Working data –
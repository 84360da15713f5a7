// /////////////////////////////////////////////////////////////////////////////
// treesync
// SPDX-License-Identifier: BSD-3-Clause
// /////////////////////////////////////////////////////////////////////////////

//! Wires up the `tracing` subscriber used for internal diagnostics.
//!
//! This is entirely separate from the stable `I`/`C<idx>`/`A` protocol
//! lines treesync prints to stdout (spec §6) — those are plain
//! `println!`s from the scheduler, never routed through `tracing`. This
//! subscriber only carries the operator-facing diagnostic channel, and
//! always writes to stderr.

use tracing_subscriber::EnvFilter;

/// Initializes the global `tracing` subscriber.
///
/// `verbosity` (CLI `-v` count) sets a floor on top of whatever
/// `RUST_LOG` requests: 0 -> warn, 1 -> info, 2 -> debug, 3+ -> trace.
/// `RUST_LOG`, when set, always wins for the modules it names.
pub fn init_logging(verbosity: u8) {
    let default_level = match verbosity {
        0 => "warn",
        1 => "info",
        2 => "debug",
        _ => "trace",
    };
    let filter = EnvFilter::try_from_default_env().unwrap_or_else(|_| EnvFilter::new(format!("treesync={default_level}")));

    tracing_subscriber::fmt()
        .with_env_filter(filter)
        .with_writer(std::io::stderr)
        .without_time()
        .init();
}
//! `mdimport expand`

use super::read_input;
use crate::cache::ContentCache;
use crate::config::GlobalConfig;
use crate::core::ImportError;
use crate::env::SystemEnvironment;
use crate::imports::{ExpandOptions, Expander};
use anyhow::{Context, Result};
use clap::Args;
use std::path::{Path, PathBuf};

/// Expand a document and print the result.
#[derive(Args, Debug)]
pub struct ExpandCommand {
    /// Markdown file to expand, or `-` for stdin.
    #[arg(value_name = "FILE")]
    pub input: PathBuf,

    /// Ignore cached URL bodies (fresh bodies are still cached).
    #[arg(long)]
    pub no_cache: bool,

    /// Warn instead of failing when the result exceeds the token maximum.
    #[arg(long)]
    pub allow_large: bool,

    /// Maximum concurrent resolutions (default from config).
    #[arg(long, value_name = "N")]
    pub max_parallel: Option<usize>,

    /// Write the result to a file instead of stdout.
    #[arg(short, long, value_name = "FILE")]
    pub output: Option<PathBuf>,
}

impl ExpandCommand {
    pub async fn execute(self, config: &GlobalConfig) -> Result<()> {
        let env = SystemEnvironment::new()?.with_command_timeout(config.command_timeout());
        let cache = ContentCache::open_default(config.cache_ttl()).map_err(|e| {
            ImportError::Cache {
                path: "cache directory".to_string(),
                reason: format!("{e:#}"),
            }
        })?;
        let options = ExpandOptions {
            max_parallel: self.max_parallel.unwrap_or(config.max_parallel),
            bypass_cache: self.no_cache,
            budget: Some(config.token_budget().with_allow_exceed(self.allow_large)),
        };
        let expander = Expander::new(env, options)?.with_cache(cache);

        let expanded = if self.input == Path::new("-") {
            let text = read_input(&self.input).await?;
            let cwd = std::env::current_dir().context("Failed to determine current directory")?;
            expander.expand(&text, &cwd).await?
        } else {
            expander.expand_file(&self.input).await?
        };

        match &self.output {
            Some(path) => tokio::fs::write(path, &expanded)
                .await
                .with_context(|| format!("Failed to write {}", path.display()))?,
            None => print!("{expanded}"),
        }
        Ok(())
    }
}
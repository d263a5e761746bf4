//! End-to-end expansion against the real filesystem and shell.

use mdimport::env::SystemEnvironment;
use mdimport::imports::{ExpandOptions, Expander};
use std::fs;
use std::path::Path;
use tempfile::TempDir;

fn write(root: &Path, relative: &str, content: &str) {
    let path = root.join(relative);
    fs::create_dir_all(path.parent().unwrap()).unwrap();
    fs::write(path, content).unwrap();
}

fn expander() -> Expander<SystemEnvironment> {
    mdimport::test_utils::init_test_logging(None);
    Expander::new(
        SystemEnvironment::new().unwrap(),
        ExpandOptions {
            max_parallel: 4,
            bypass_cache: false,
            budget: None,
        },
    )
    .unwrap()
}

#[tokio::test]
async fn test_expands_file_symbol_range_and_glob() {
    let temp = TempDir::new().unwrap();
    let root = temp.path();
    write(root, "docs/intro.md", "Welcome.\n@./details/more.md");
    write(root, "docs/details/more.md", "More details.");
    write(
        root,
        "src/api.ts",
        "import x from 'y';\n\nexport interface User {\n  id: string;\n}\n\nexport const other = 1;\n",
    );
    write(root, "src/notes/a.md", "alpha");
    write(root, "src/notes/b.md", "beta");
    write(
        root,
        "prompt.md",
        "# Prompt\n\n@./docs/intro.md\n\n@./src/api.ts#User\n\n@./src/api.ts:1-1\n\n@./src/notes/*.md\n\n`@./docs/intro.md` stays\n",
    );

    let out = expander().expand_file(&root.join("prompt.md")).await.unwrap();

    assert_eq!(
        out,
        "# Prompt\n\n\
         Welcome.\nMore details.\n\n\
         export interface User {\n  id: string;\n}\n\n\
         import x from 'y';\n\n\
         <a-md path=\"./src/notes/a.md\">\nalpha\n</a-md>\n\n<b-md path=\"./src/notes/b.md\">\nbeta\n</b-md>\n\n\
         `@./docs/intro.md` stays\n"
    );
}

#[tokio::test]
async fn test_missing_import_fails_with_directive() {
    let temp = TempDir::new().unwrap();
    write(temp.path(), "prompt.md", "See @./nope.md");

    let err = expander().expand_file(&temp.path().join("prompt.md")).await.unwrap_err();
    let message = err.to_string();
    assert!(message.contains("File not found"));
    assert!(message.contains("@./nope.md"));
    assert!(message.contains("offset 4"));
}

#[tokio::test]
async fn test_binary_import_is_rejected() {
    let temp = TempDir::new().unwrap();
    fs::write(temp.path().join("image.png"), [0x89, b'P', b'N', b'G', 0, 0, 1]).unwrap();

    let err = expander().expand("@./image.png", temp.path()).await.unwrap_err();
    assert!(err.to_string().contains("binary"));
}

#[cfg(unix)]
#[tokio::test]
async fn test_commands_run_in_document_directory() {
    let temp = TempDir::new().unwrap();
    write(temp.path(), "marker.txt", "found me");
    write(
        temp.path(),
        "prompt.md",
        "Marker: !`cat marker.txt`\n\n```sh\n#!/bin/sh\necho \"from fence\"\n```\n",
    );

    let out = expander().expand_file(&temp.path().join("prompt.md")).await.unwrap();
    assert_eq!(out, "Marker: found me\n\nfrom fence\n");
}

#[cfg(unix)]
#[tokio::test]
async fn test_failing_command_output_is_kept() {
    let temp = TempDir::new().unwrap();
    let out = expander()
        .expand("[!`echo partial; exit 3`]", temp.path())
        .await
        .unwrap();
    assert_eq!(out, "[partial]");
}

#[cfg(unix)]
#[tokio::test]
async fn test_command_output_is_not_reexpanded() {
    let temp = TempDir::new().unwrap();
    write(temp.path(), "secret.md", "SECRET");

    let out = expander().expand("!`echo @./secret.md`", temp.path()).await.unwrap();
    assert_eq!(out, "@./secret.md");
}
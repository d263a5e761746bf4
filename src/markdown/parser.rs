//! Import directive parsing for markdown documents.
//!
//! A single scan of the document produces an ordered list of
//! [`ImportAction`]s. Three kinds of syntax are matched:
//!
//! - **Executable fences**: a closed, top-level fenced block whose first body
//!   line is a `#!` shebang. Fences come from the
//!   [`scanner`](super::scanner), so a fence quoted inside another block,
//!   a blockquote or a list item is never executed. Up to three spaces of
//!   opening indentation are removed from each body line.
//! - **Inline commands**: `` !`cmd` `` with any number of matching backticks,
//!   so commands containing literal backticks can be written as
//!   ``` !``echo `date` `` ```.
//! - **`@` targets**: classified as URL, glob, symbol, line-range file or
//!   plain file.
//!
//! Inline commands and `@` targets are accepted only when their first
//! character lies in a safe range.
//!
//! # Examples
//!
//! ```rust
//! use mdimport::markdown::parser::parse_imports;
//!
//! let actions = parse_imports("See @./notes.md and `@./ignored.md`.");
//! assert_eq!(actions.len(), 1);
//! assert_eq!(actions[0].original(), "@./notes.md");
//! ```

use super::scanner::{SafeRanges, scan_safe_ranges};
use crate::imports::{ImportAction, LineRange};
use regex::Regex;
use std::sync::LazyLock;

static TARGET_RE: LazyLock<Option<Regex>> = LazyLock::new(|| {
    Regex::new(r#"(?:^|[^\w@/])@(https?://[^\s<>"'`\)\]]+|(?:~|\.{1,2})?/[^\s<>"'`\)]+)"#).ok()
});

static SYMBOL_RE: LazyLock<Option<Regex>> =
    LazyLock::new(|| Regex::new(r"^(.+)#([A-Za-z_$][\w$]*)$").ok());

static LINE_RANGE_RE: LazyLock<Option<Regex>> =
    LazyLock::new(|| Regex::new(r"^(.+):(\d+)-(\d+)$").ok());

/// Parse every import directive in `text`, sorted by offset.
///
/// Actions never overlap. Text without any directive yields an empty list.
#[must_use]
pub fn parse_imports(text: &str) -> Vec<ImportAction> {
    let safe = scan_safe_ranges(text);

    let mut actions = executable_fences(text, &safe);
    actions.extend(inline_commands(text, &safe));
    actions.extend(targets(text, &safe));
    actions.sort_by_key(ImportAction::index);

    let mut cursor = 0;
    actions.retain(|action| {
        if action.index() < cursor {
            return false;
        }
        cursor = action.end();
        true
    });

    tracing::trace!("Parsed {} import action(s)", actions.len());
    actions
}

fn executable_fences(text: &str, safe: &SafeRanges) -> Vec<ImportAction> {
    let mut actions = Vec::new();

    for fence in safe.fences() {
        if !fence.closed {
            continue;
        }
        let lines: Vec<&str> = text[fence.body.clone()]
            .lines()
            .map(|line| strip_indent(line, fence.indent))
            .collect();
        let Some(shebang) = lines.first().copied().filter(|l| l.starts_with("#!")) else {
            continue;
        };
        if !fence.top_level {
            tracing::debug!("Ignoring nested executable fence at offset {}", fence.start);
            continue;
        }

        let language = text[fence.info.clone()]
            .split_whitespace()
            .next()
            .map_or_else(|| interpreter_name(shebang), str::to_string);
        actions.push(ImportAction::ExecutableCodeFence {
            language,
            shebang: shebang.trim_end().to_string(),
            code: lines.join("\n"),
            original: text[fence.start..fence.end].to_string(),
            index: fence.start,
        });
    }

    actions
}

/// Remove up to `indent` leading spaces, matching the opening fence.
fn strip_indent(line: &str, indent: usize) -> &str {
    let spaces = line.bytes().take(indent).take_while(|&b| b == b' ').count();
    &line[spaces..]
}

/// Interpreter name from a shebang: `#!/usr/bin/env python3` gives `python3`.
fn interpreter_name(shebang: &str) -> String {
    let mut parts = shebang.trim_start_matches("#!").split_whitespace();
    let program = parts.next().unwrap_or_default();
    let name = program.rsplit('/').next().unwrap_or(program);
    if name == "env" {
        parts.find(|p| !p.starts_with('-')).unwrap_or(name).to_string()
    } else {
        name.to_string()
    }
}

fn inline_commands(text: &str, safe: &SafeRanges) -> Vec<ImportAction> {
    let bytes = text.as_bytes();
    let mut actions = Vec::new();
    let mut i = 0;

    while i + 1 < bytes.len() {
        if bytes[i] != b'!' || bytes[i + 1] != b'`' {
            i += 1;
            continue;
        }

        let open_start = i + 1;
        let mut j = open_start;
        while j < bytes.len() && bytes[j] == b'`' {
            j += 1;
        }
        let ticks = j - open_start;

        let Some((close_start, close_end)) = find_closing_ticks(bytes, j, ticks) else {
            i = j;
            continue;
        };

        let inner = &text[j..close_start];
        let command = inner.trim();
        if !command.is_empty() && safe.contains(i) {
            actions.push(ImportAction::Command {
                command: command.to_string(),
                original: text[i..close_end].to_string(),
                index: i,
            });
        }
        i = close_end;
    }

    actions
}

/// Find a run of exactly `ticks` backticks on the same line, starting at `from`.
fn find_closing_ticks(bytes: &[u8], from: usize, ticks: usize) -> Option<(usize, usize)> {
    let mut k = from;
    while k < bytes.len() && bytes[k] != b'\n' {
        if bytes[k] != b'`' {
            k += 1;
            continue;
        }
        let run_start = k;
        while k < bytes.len() && bytes[k] == b'`' {
            k += 1;
        }
        if k - run_start == ticks {
            return Some((run_start, k));
        }
    }
    None
}

fn targets(text: &str, safe: &SafeRanges) -> Vec<ImportAction> {
    let mut actions = Vec::new();
    let Some(target_re) = TARGET_RE.as_ref() else {
        return actions;
    };

    for caps in target_re.captures_iter(text) {
        let Some(target) = caps.get(1) else {
            continue;
        };
        let index = target.start() - 1;
        if !safe.contains(index) {
            continue;
        }

        let raw = trim_trailing_punctuation(target.as_str());
        if raw.is_empty() || raw == "/" {
            continue;
        }
        let original = format!("@{raw}");
        actions.push(classify_target(raw, original, index));
    }

    actions
}

fn trim_trailing_punctuation(target: &str) -> &str {
    let mut trimmed = target.trim_end_matches(['.', ',', ';', ':', '!', '?']);
    while trimmed.ends_with(']') && trimmed.matches('[').count() < trimmed.matches(']').count() {
        trimmed = &trimmed[..trimmed.len() - 1];
        trimmed = trimmed.trim_end_matches(['.', ',', ';', ':', '!', '?']);
    }
    trimmed
}

fn classify_target(target: &str, original: String, index: usize) -> ImportAction {
    if target.starts_with("http://") || target.starts_with("https://") {
        return ImportAction::Url {
            url: target.to_string(),
            original,
            index,
        };
    }

    if target.contains(['*', '?', '[']) {
        return ImportAction::Glob {
            pattern: target.to_string(),
            original,
            index,
        };
    }

    if let Some(caps) = SYMBOL_RE.as_ref().and_then(|re| re.captures(target)) {
        return ImportAction::Symbol {
            path: caps[1].to_string(),
            symbol: caps[2].to_string(),
            original,
            index,
        };
    }

    if let Some(caps) = LINE_RANGE_RE.as_ref().and_then(|re| re.captures(target)) {
        if let (Ok(start), Ok(end)) = (caps[2].parse::<usize>(), caps[3].parse::<usize>()) {
            return ImportAction::File {
                path: caps[1].to_string(),
                line_range: Some(LineRange { start, end }),
                original,
                index,
            };
        }
    }

    ImportAction::File {
        path: target.to_string(),
        line_range: None,
        original,
        index,
    }
}
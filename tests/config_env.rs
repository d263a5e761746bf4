//! Environment-variable overrides for configuration and cache location.
//!
//! These tests mutate process environment variables, so they run serially.

use mdimport::cache::ContentCache;
use mdimport::config::{GlobalConfig, get_cache_dir};
use serial_test::serial;
use std::time::Duration;
use tempfile::TempDir;

struct EnvGuard(&'static str);

impl EnvGuard {
    fn set(key: &'static str, value: impl AsRef<std::ffi::OsStr>) -> Self {
        // SAFETY: tests touching the environment are marked #[serial].
        unsafe { std::env::set_var(key, value) };
        Self(key)
    }
}

impl Drop for EnvGuard {
    fn drop(&mut self) {
        // SAFETY: see `EnvGuard::set`.
        unsafe { std::env::remove_var(self.0) };
    }
}

#[tokio::test]
#[serial]
async fn test_config_path_override() {
    let temp = TempDir::new().unwrap();
    let path = temp.path().join("custom.toml");
    std::fs::write(&path, "max_parallel = 2\ncache_ttl_secs = 5\n").unwrap();
    let _guard = EnvGuard::set("MDIMPORT_CONFIG_PATH", &path);

    assert_eq!(GlobalConfig::default_path().unwrap(), path);
    let config = GlobalConfig::load().await.unwrap();
    assert_eq!(config.max_parallel, 2);
    assert_eq!(config.cache_ttl(), Duration::from_secs(5));
}

#[tokio::test]
#[serial]
async fn test_explicit_path_beats_env() {
    let temp = TempDir::new().unwrap();
    let from_env = temp.path().join("env.toml");
    let explicit = temp.path().join("explicit.toml");
    std::fs::write(&from_env, "max_parallel = 2\n").unwrap();
    std::fs::write(&explicit, "max_parallel = 7\n").unwrap();
    let _guard = EnvGuard::set("MDIMPORT_CONFIG_PATH", &from_env);

    let config = GlobalConfig::load_with_optional(Some(explicit)).await.unwrap();
    assert_eq!(config.max_parallel, 7);
}

#[tokio::test]
#[serial]
async fn test_cache_dir_override_is_created() {
    let temp = TempDir::new().unwrap();
    let dir = temp.path().join("nested").join("cache");
    let _guard = EnvGuard::set("MDIMPORT_CACHE_DIR", &dir);

    assert_eq!(get_cache_dir().unwrap(), dir);
    assert!(dir.is_dir());

    let cache = ContentCache::open_default(Duration::from_secs(60)).unwrap();
    assert_eq!(cache.cache_dir(), dir.join("urls"));
}
//! Global constants used throughout the mdimport codebase.
//!
//! This module contains thresholds, ratios and parallelism defaults that are
//! shared between the resolver, the token budget guard and the configuration
//! layer. Defining them centrally keeps magic numbers discoverable.

use std::time::Duration;

/// Average number of characters per token used by the cheap token estimate.
///
/// Four characters per token is the usual rule of thumb for English prose with
/// BPE tokenizers of the cl100k family.
pub const CHARS_PER_TOKEN: usize = 4;

/// Lower bound (fraction of `max_threshold`) at which the exact tokenizer is consulted.
pub const EXACT_COUNT_LOWER_MARGIN: f64 = 0.8;

/// Upper bound (fraction of `max_threshold`) above which the estimate alone rejects.
pub const EXACT_COUNT_UPPER_MARGIN: f64 = 1.2;

/// Default token count past which a non-fatal warning is logged.
pub const DEFAULT_WARN_TOKENS: usize = 50_000;

/// Default token count past which expansion fails unless overridden.
pub const DEFAULT_MAX_TOKENS: usize = 150_000;

/// Number of leading bytes inspected when sniffing for binary content.
pub const BINARY_SNIFF_LEN: usize = 8 * 1024;

/// Default time-to-live for cached URL bodies (1 hour).
pub const DEFAULT_CACHE_TTL: Duration = Duration::from_secs(60 * 60);

/// Default timeout for inline commands and executable fences (60 seconds).
///
/// A hung command would otherwise block the whole document expansion.
pub const DEFAULT_COMMAND_TIMEOUT: Duration = Duration::from_secs(60);

/// Minimum number of parallel operations regardless of CPU count.
///
/// Imports are I/O bound, so even single-core machines benefit from
/// several outstanding reads or fetches.
pub const MIN_PARALLELISM: usize = 10;

/// Multiplier applied to CPU core count for default parallelism.
pub const PARALLELISM_CORE_MULTIPLIER: usize = 2;

/// Default CPU core count when detection fails.
pub const FALLBACK_CORE_COUNT: usize = 4;

/// Default number of throttle permits: `max(MIN_PARALLELISM, cores × multiplier)`.
#[must_use]
pub fn default_parallelism() -> usize {
    let cores =
        std::thread::available_parallelism().map(|n| n.get()).unwrap_or(FALLBACK_CORE_COUNT);
    (cores * PARALLELISM_CORE_MULTIPLIER).max(MIN_PARALLELISM)
}

#[cfg(test)]
mod tests {
    use super::*;

    #[test]
    fn test_default_parallelism_has_floor() {
        assert!(default_parallelism() >= MIN_PARALLELISM);
    }

    #[test]
    fn test_exact_margins_bracket_max() {
        assert!(EXACT_COUNT_LOWER_MARGIN < 1.0);
        assert!(EXACT_COUNT_UPPER_MARGIN > 1.0);
    }
}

Description of the task – Copy back the listing above exactly, but only from the line with "those are plain" through the line with "3+ -> trace.", both ends included.

Your solution –
//! lines treesync prints to stdout (spec §6) — those are plain
//! `println!`s from the scheduler, never routed through `tracing`. This
//! subscriber only carries the operator-facing diagnostic channel, and
//! always writes to stderr.

use tracing_subscriber::EnvFilter;

/// Initializes the global `tracing` subscriber.
///
/// `verbosity` (CLI `-v` count) sets a floor on top of whatever
/// `RUST_LOG` requests: 0 -> warn, 1 -> info, 2 -> debug, 3+ -> trace.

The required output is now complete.